We call it preferential voting.
There's pro's and cons to it. In one way it's fair and good because it means that only a candidate with the support of the majority of the electorate can win, which eliminates the possibility of minority winners - the winning candidate is always the "most preferred" or "least disliked" candidate.
It also good because it allows parties with like-minded policies like Labor and the Greens to "exchange preferences" in order to assist each other to win. Or the Nationals and Liberals (Conservatives) if you're on the other side of the fence.
The bad side is that it promotes a very strong two-party system to the detriment of minor parties and independents.
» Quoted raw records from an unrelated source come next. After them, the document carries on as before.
//! Finsight Core Library
//!
//! Shared functionality for the Finsight personal finance backend:
//! - Database access and migrations
//! - Transaction validation and categorization
//! - Spending prediction and anomaly detection models
//! - Dashboard aggregation and insight rules
//! - Budget, investment, and savings recommendations
//! - Transaction export

pub mod db;
pub mod error;
pub mod export;
pub mod insights;
pub mod ml;
pub mod models;
pub mod recommend;
pub mod reports;

pub use db::{Database, TransactionInsertResult};
pub use error::{Error, Result};
pub use export::{ExportFormat, ExportPayload};
pub use insights::{generate_insights, Insight, InsightType};
pub use ml::{
    AnomalyDetector, AnomalyReport, Categorizer, ModelRegistry, SpendingForecast,
    SpendingPredictor, MIN_TRAINING_TRANSACTIONS,
};
pub use models::{Category, NewTransaction, Transaction};
pub use reports::{dashboard_overview, DashboardOverview};
//! Transaction handlers

use std::sync::Arc;

use axum::{
    extract::{Path, Query, State},
    Json,
};
use chrono::{DateTime, Utc};
use serde::{Deserialize, Serialize};
use tracing::warn;

use crate::{AppError, AppState, MAX_PAGE_LIMIT};
use finsight_core::models::{
    sanitize_description, validate_amount, validate_user_id, Category, NewTransaction, Transaction,
};
use finsight_core::reports::{category_stats, CategoryStats};
use finsight_core::TransactionInsertResult;

/// Request body for creating a transaction
#[derive(Debug, Clone, Deserialize)]
pub struct CreateTransactionRequest {
    pub user_id: String,
    pub amount: f64,
    pub description: String,
    pub category: Option<Category>,
    /// Defaults to now
    pub date: Option<DateTime<Utc>>,
    #[serde(default)]
    pub is_income: bool,
}

/// Validate a create request and categorize it when no label was supplied
///
/// Categorization failures are swallowed: the transaction is stored with the
/// default label (Other) and a fixed 0.5 confidence.
fn prepare_transaction(
    state: &AppState,
    req: &CreateTransactionRequest,
) -> Result<NewTransaction, AppError> {
    if !validate_user_id(&req.user_id) {
        return Err(AppError::bad_request("Invalid user ID format"));
    }
    if !validate_amount(req.amount) {
        return Err(AppError::bad_request("Invalid transaction amount"));
    }

    let description = sanitize_description(&req.description);
    if description.is_empty() {
        return Err(AppError::bad_request("Transaction description is required"));
    }

    let (predicted_category, confidence_score) = if req.category.is_none() {
        let predicted = state
            .models
            .categorizer()
            .and_then(|model| model.model.predict(&description));
        match predicted {
            Ok((category, confidence)) => (Some(category), Some(confidence)),
            Err(e) => {
                warn!(error = %e, "Categorization failed, using default label");
                (Some(Category::Other), Some(0.5))
            }
        }
    } else {
        (None, None)
    };

    Ok(NewTransaction {
        user_id: req.user_id.clone(),
        amount: req.amount,
        description,
        category: req.category.or(predicted_category),
        predicted_category,
        confidence_score,
        date: req.date.unwrap_or_else(Utc::now),
        is_income: req.is_income,
    })
}

/// POST /api/transactions - Create a transaction, categorizing when needed
pub async fn create_transaction(
    State(state): State<Arc<AppState>>,
    Json(req): Json<CreateTransactionRequest>,
) -> Result<Json<Transaction>, AppError> {
    let new_tx = prepare_transaction(&state, &req)?;

    let id = match state.db.insert_transaction(&new_tx)? {
        TransactionInsertResult::Inserted(id) => id,
        // Idempotent create: duplicates return the stored row
        TransactionInsertResult::Duplicate(id) => id,
    };

    let stored = state
        .db
        .get_transaction(id)?
        .ok_or_else(|| AppError::internal("Inserted transaction not found"))?;
    Ok(Json(stored))
}

/// Response for bulk creation
#[derive(Serialize)]
pub struct BulkCreateResponse {
    pub message: String,
    pub count: usize,
    pub duplicates: usize,
}

/// POST /api/transactions/bulk - Create multiple transactions at once
pub async fn create_bulk_transactions(
    State(state): State<Arc<AppState>>,
    Json(requests): Json<Vec<CreateTransactionRequest>>,
) -> Result<Json<BulkCreateResponse>, AppError> {
    if requests.is_empty() {
        return Err(AppError::bad_request("No transactions provided"));
    }

    let mut created = 0usize;
    let mut duplicates = 0usize;
    for req in &requests {
        let new_tx = prepare_transaction(&state, req)?;
        match state.db.insert_transaction(&new_tx)? {
            TransactionInsertResult::Inserted(_) => created += 1,
            TransactionInsertResult::Duplicate(_) => duplicates += 1,
        }
    }

    Ok(Json(BulkCreateResponse {
        message: format!("Created {} transactions", created),
        count: created,
        duplicates,
    }))
}

/// Query parameters for listing transactions
#[derive(Debug, Deserialize)]
pub struct TransactionQuery {
    pub user_id: String,
    #[serde(default = "default_limit")]
    pub limit: i64,
}

fn default_limit() -> i64 {
    100
}

/// GET /api/transactions - List a user's transactions, newest first
pub async fn list_transactions(
    State(state): State<Arc<AppState>>,
    Query(params): Query<TransactionQuery>,
) -> Result<Json<Vec<Transaction>>, AppError> {
    if !validate_user_id(&params.user_id) {
        return Err(AppError::bad_request("Invalid user ID format"));
    }

    // Input validation: clamp pagination parameters
    let limit = params.limit.max(1).min(MAX_PAGE_LIMIT);

    let transactions = state.db.list_transactions(&params.user_id, limit)?;
    Ok(Json(transactions))
}

/// GET /api/transactions/:id - Get a specific transaction
pub async fn get_transaction(
    State(state): State<Arc<AppState>>,
    Path(id): Path<i64>,
) -> Result<Json<Transaction>, AppError> {
    let transaction = state
        .db
        .get_transaction(id)?
        .ok_or_else(|| AppError::not_found("Transaction not found"))?;
    Ok(Json(transaction))
}

/// Query parameters for category stats
#[derive(Debug, Deserialize)]
pub struct CategoryStatsQuery {
    pub user_id: String,
}

/// GET /api/transactions/categories/stats - Spending statistics by category
pub async fn get_category_stats(
    State(state): State<Arc<AppState>>,
    Query(params): Query<CategoryStatsQuery>,
) -> Result<Json<CategoryStats>, AppError> {
    if !validate_user_id(&params.user_id) {
        return Err(AppError::bad_request("Invalid user ID format"));
    }

    let history = state.db.user_history(&params.user_id)?;
    Ok(Json(category_stats(&history)))
}
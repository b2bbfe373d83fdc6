//! Finsight CLI - personal finance backend
//!
//! Usage:
//!   finsight init                 Initialize database
//!   finsight seed --user demo     Generate demo transactions
//!   finsight serve --port 8000    Start web server
//!   finsight categorize "uber"    Classify a description

mod cli;
mod commands;
mod demo;

use anyhow::Result;
use clap::Parser;
use tracing_subscriber::{fmt, prelude::*, EnvFilter};

use cli::*;

#[tokio::main]
async fn main() -> Result<()> {
    let cli = Cli::parse();

    // Set up logging
    // Priority: RUST_LOG env var > --verbose flag > default (info)
    let filter = if std::env::var("RUST_LOG").is_ok() {
        EnvFilter::from_default_env()
    } else if cli.verbose {
        EnvFilter::new("debug")
    } else {
        EnvFilter::new("info")
    };

    tracing_subscriber::registry()
        .with(filter)
        .with(fmt::layer().with_target(false).compact())
        .init();

    match cli.command {
        Commands::Init => commands::cmd_init(&cli.db, cli.no_encrypt),
        Commands::Serve { port, host } => {
            commands::cmd_serve(&cli.db, &host, port, cli.no_encrypt).await
        }
        Commands::Seed { user, days, seed } => {
            commands::cmd_seed(&cli.db, &user, days, seed, cli.no_encrypt)
        }
        Commands::Status => commands::cmd_status(&cli.db, cli.no_encrypt),
        Commands::Categorize { description } => commands::cmd_categorize(&description),
    }
}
You are also forced to give a preference on the ballot sheet for parties that you don't like E.G - you get a sheet with the parties on it and you have to select how you prefer them - No 1 being your top preference, to No 5 being your least favourite. I always put the conservatives (Liberal as we call them) at number five, but I would prefer not to vote express a vote for them at all.
It's also more complicated to count and can take a while for the result to be finalised.
The ballot sheet, although very straightforward if you read it properly, can be very confusing to immigrants who don't speak the lingo. I don't think a lot of immigrants to the country know what the hell they're doing on the ballot sheet.
Do you think it's better than your previous system?
It's been this way since 1929 so I wouldn't know.
The one major difference that could affect the UK with this system is that in Australia it is compulsory to vote, which isn't the case in the UK, so this could make changing to our system somewhat tricky.